Later, after dinner, he sat again in the small rickety chair on the porch, Bob sitting on the floor using a caulk gun to fill her tools of justice, with an epidemiology text open beside her. Dinner had been a simple salad and some stuffed peppers he had prepped at breakfast. Simple, fast and filling were his keys to a successful meal. He knew his friend, Cole, would cringe at the thought; but, unlike Cole, and Bob for that matter, David didn’t have the Duende metabolism that kept those little folk eating everything they could get their hands on. David and his people were Tavakia. Both groups were, technically, Goblins; but they were tribes from different regions of the world, different cultures, and different magics.

David’s talents didn’t rest in food magic like Cole’s, either. He let out a contented sigh, and looked down at the book he had been reading half heartedly. Something was nibbling at the back of his mind. It felt like he had forgotten something important, something of significance. Unpleasant feelings, schoolwork discovered undone in the morning, roast left in the oven too long, these kinds of images popped into his head to let him know something, some odd something, was wrong. It was a distraction to a mind not used to being distracted.

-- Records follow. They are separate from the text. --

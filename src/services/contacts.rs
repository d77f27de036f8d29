use crate::api::ContactApi;
use crate::error::{JoinError, JoinResult};
use crate::models::{Contact, ContactPatch};
use log::{error, info};
use std::collections::BTreeMap;
use std::sync::Arc;
use tokio::sync::watch;

/// Contacts keyed by the uppercase first letter of their first name.
pub type ContactGroups = BTreeMap<String, Vec<Contact>>;

/// Groups in letter order; contacts keep their server order within a group.
pub fn group_by_initial(contacts: Vec<Contact>) -> ContactGroups {
    let mut groups = ContactGroups::new();
    for contact in contacts {
        groups
            .entry(contact.group_letter())
            .or_default()
            .push(contact);
    }
    groups
}

/// First word is the first name, everything after it the last name.
pub fn split_full_name(full_name: &str) -> (String, String) {
    let mut parts = full_name.split_whitespace();
    let first = parts.next().unwrap_or_default().to_string();
    let last = parts.collect::<Vec<_>>().join(" ");
    (first, last)
}

pub struct ContactsService {
    api: Arc<dyn ContactApi>,
    groups: watch::Sender<ContactGroups>,
}

impl ContactsService {
    pub fn new(api: Arc<dyn ContactApi>) -> Self {
        let (groups, _) = watch::channel(ContactGroups::new());
        ContactsService { api, groups }
    }

    pub fn groups(&self) -> ContactGroups {
        self.groups.borrow().clone()
    }

    /// All contacts in display order.
    pub fn all(&self) -> Vec<Contact> {
        self.groups.borrow().values().flatten().cloned().collect()
    }

    pub fn get_by_id(&self, id: u64) -> Option<Contact> {
        self.groups
            .borrow()
            .values()
            .flatten()
            .find(|c| c.id == id)
            .cloned()
    }

    pub async fn refresh(&self) -> JoinResult<()> {
        match self.api.list_contacts().await {
            Ok(contacts) => {
                self.groups.send_replace(group_by_initial(contacts));
                Ok(())
            }
            Err(err) => {
                error!("event=contacts_fetch status=error error={}", err);
                Err(err)
            }
        }
    }

    pub async fn add(&self, contact: &Contact) -> JoinResult<Contact> {
        let created = self.api.create_contact(contact).await.map_err(|err| {
            error!("event=contact_create status=error error={}", err);
            err
        })?;
        info!("event=contact_create status=ok id={}", created.id);
        self.refresh().await?;
        Ok(created)
    }

    pub async fn update(&self, id: u64, patch: &ContactPatch) -> JoinResult<()> {
        if id == 0 {
            return Err(JoinError::MissingId("Contact"));
        }
        if patch.is_empty() {
            return Err(JoinError::EmptyPatch);
        }
        self.api.patch_contact(id, patch).await.map_err(|err| {
            error!("event=contact_update status=error id={} error={}", id, err);
            err
        })?;
        info!("event=contact_update status=ok id={}", id);
        self.refresh().await
    }

    pub async fn delete(&self, id: u64) -> JoinResult<()> {
        if id == 0 {
            return Err(JoinError::MissingId("Contact"));
        }
        self.api.delete_contact(id).await.map_err(|err| {
            error!("event=contact_delete status=error id={} error={}", id, err);
            err
        })?;
        info!("event=contact_delete status=ok id={}", id);
        self.refresh().await
    }
}
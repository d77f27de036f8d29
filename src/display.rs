/// Avatar colours, picked for contrast against white initials.
pub const PROFILE_PALETTE: [(u8, u8, u8); 15] = [
    (0x00, 0x38, 0xFF),
    (0x00, 0xBE, 0xE8),
    (0x6E, 0x52, 0xFF),
    (0x93, 0x27, 0xFF),
    (0x00, 0x9A, 0x87),
    (0x39, 0x85, 0x00),
    (0xE7, 0x00, 0xF9),
    (0xC4, 0x00, 0x6B),
    (0xF0, 0x32, 0x11),
    (0xE3, 0x50, 0x00),
    (0xF2, 0xA8, 0x00),
    (0xE0, 0xAF, 0x00),
    (0xD7, 0xC7, 0x00),
    (0xFF, 0x46, 0x46),
    (0xFF, 0x7A, 0x00),
];

/// Colour shown for assignees that are not in the contact list.
pub const UNKNOWN_PROFILE: (u8, u8, u8) = (0x99, 0x99, 0x99);

/// Stable palette colour for `key` (a contact id), so a contact keeps its colour across runs.
pub fn profile_color(key: &str) -> Option<(u8, u8, u8)> {
    if key.is_empty() {
        return None;
    }
    // Only the shift is done in 32 bits; the sum keeps growing past i32, so long
    // keys land on the same colour the web client picks.
    let hash = key.encode_utf16().fold(0i64, |hash, unit| {
        let shifted = (hash as i32).wrapping_shl(5) as i64;
        (unit as i64).wrapping_add(shifted.wrapping_sub(hash))
    });
    let index = (hash.unsigned_abs() % PROFILE_PALETTE.len() as u64) as usize;
    Some(PROFILE_PALETTE[index])
}

/// Shortens `value` to about `max_len` characters, cutting at the nearest space and adding `...`.
pub fn truncate(value: &str, max_len: usize) -> String {
    let chars: Vec<char> = value.chars().collect();
    if chars.len() <= max_len {
        return value.to_string();
    }

    let previous_space = chars[..=max_len.min(chars.len() - 1)]
        .iter()
        .rposition(|&c| c == ' ');
    let next_space = chars[max_len..]
        .iter()
        .position(|&c| c == ' ')
        .map(|offset| max_len + offset);

    let cut = match (previous_space, next_space) {
        (None, None) => max_len,
        (None, Some(next)) => next,
        (Some(previous), None) => previous,
        (Some(previous), Some(next)) => {
            if max_len - previous <= next - max_len {
                previous
            } else {
                next
            }
        }
    };

    let head: String = chars[..cut].iter().collect();
    format!("{}...", head.trim_end())
}

#[cfg(test)]
mod tests {
    use super::*;

    #[test]
    fn test_short_strings_untouched() {
        assert_eq!(truncate("Kanban", 10), "Kanban");
        assert_eq!(truncate("", 3), "");
    }

    #[test]
    fn test_cuts_at_nearest_space() {
        assert_eq!(
            truncate("Build the contact list page", 12),
            "Build the..."
        );
        assert_eq!(
            truncate("Refactor authentication flow", 16),
            "Refactor authentication..."
        );
    }

    #[test]
    fn test_prefers_following_space_when_closer() {
        assert_eq!(truncate("a bcdefghij klm", 10), "a bcdefghij...");
    }

    #[test]
    fn test_no_space_cuts_hard() {
        assert_eq!(truncate("Supercalifragilistic", 5), "Super...");
    }

    #[test]
    fn test_profile_color_is_stable() {
        assert_eq!(profile_color(""), None);
        assert_eq!(profile_color("42"), profile_color("42"));
        // '1' is 49; 49 % 15 == 4
        assert_eq!(profile_color("1"), Some(PROFILE_PALETTE[4]));
    }

    #[test]
    fn test_profile_color_long_keys_match_web_client() {
        assert_eq!(profile_color("Anna Schmidt"), Some(PROFILE_PALETTE[11]));
        assert_eq!(profile_color(&"a".repeat(20)), Some(PROFILE_PALETTE[4]));
    }
}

He set down his book and looked out at the street. Bob continued to exact revenge while studying her medical text. People, a small few, walked along Grove Avenue, in his opinion the best street in the Fan. But at this time of night he would not have expected more than one or two.

But there were six, scattered randomly, walking along now. They looked like they were together, all had the same bulky, loose,and tattered clothing; Neo-Goth was the term he had heard Cole use for the art students at the University who tried to look like fashionable post apocalyptic survivors. Two more sulked out of the shadows and into the light at the intersection of Grove and Harvie.

It was at that moment he knew something was terribly wrong. Two people stood patiently at each corner of the intersection. This late at night it could be some students assing about, but it was a trap; David knew how traps felt, that craggy-edged, sharp feeling that was now permeating the ether, somebody was going to get hurt.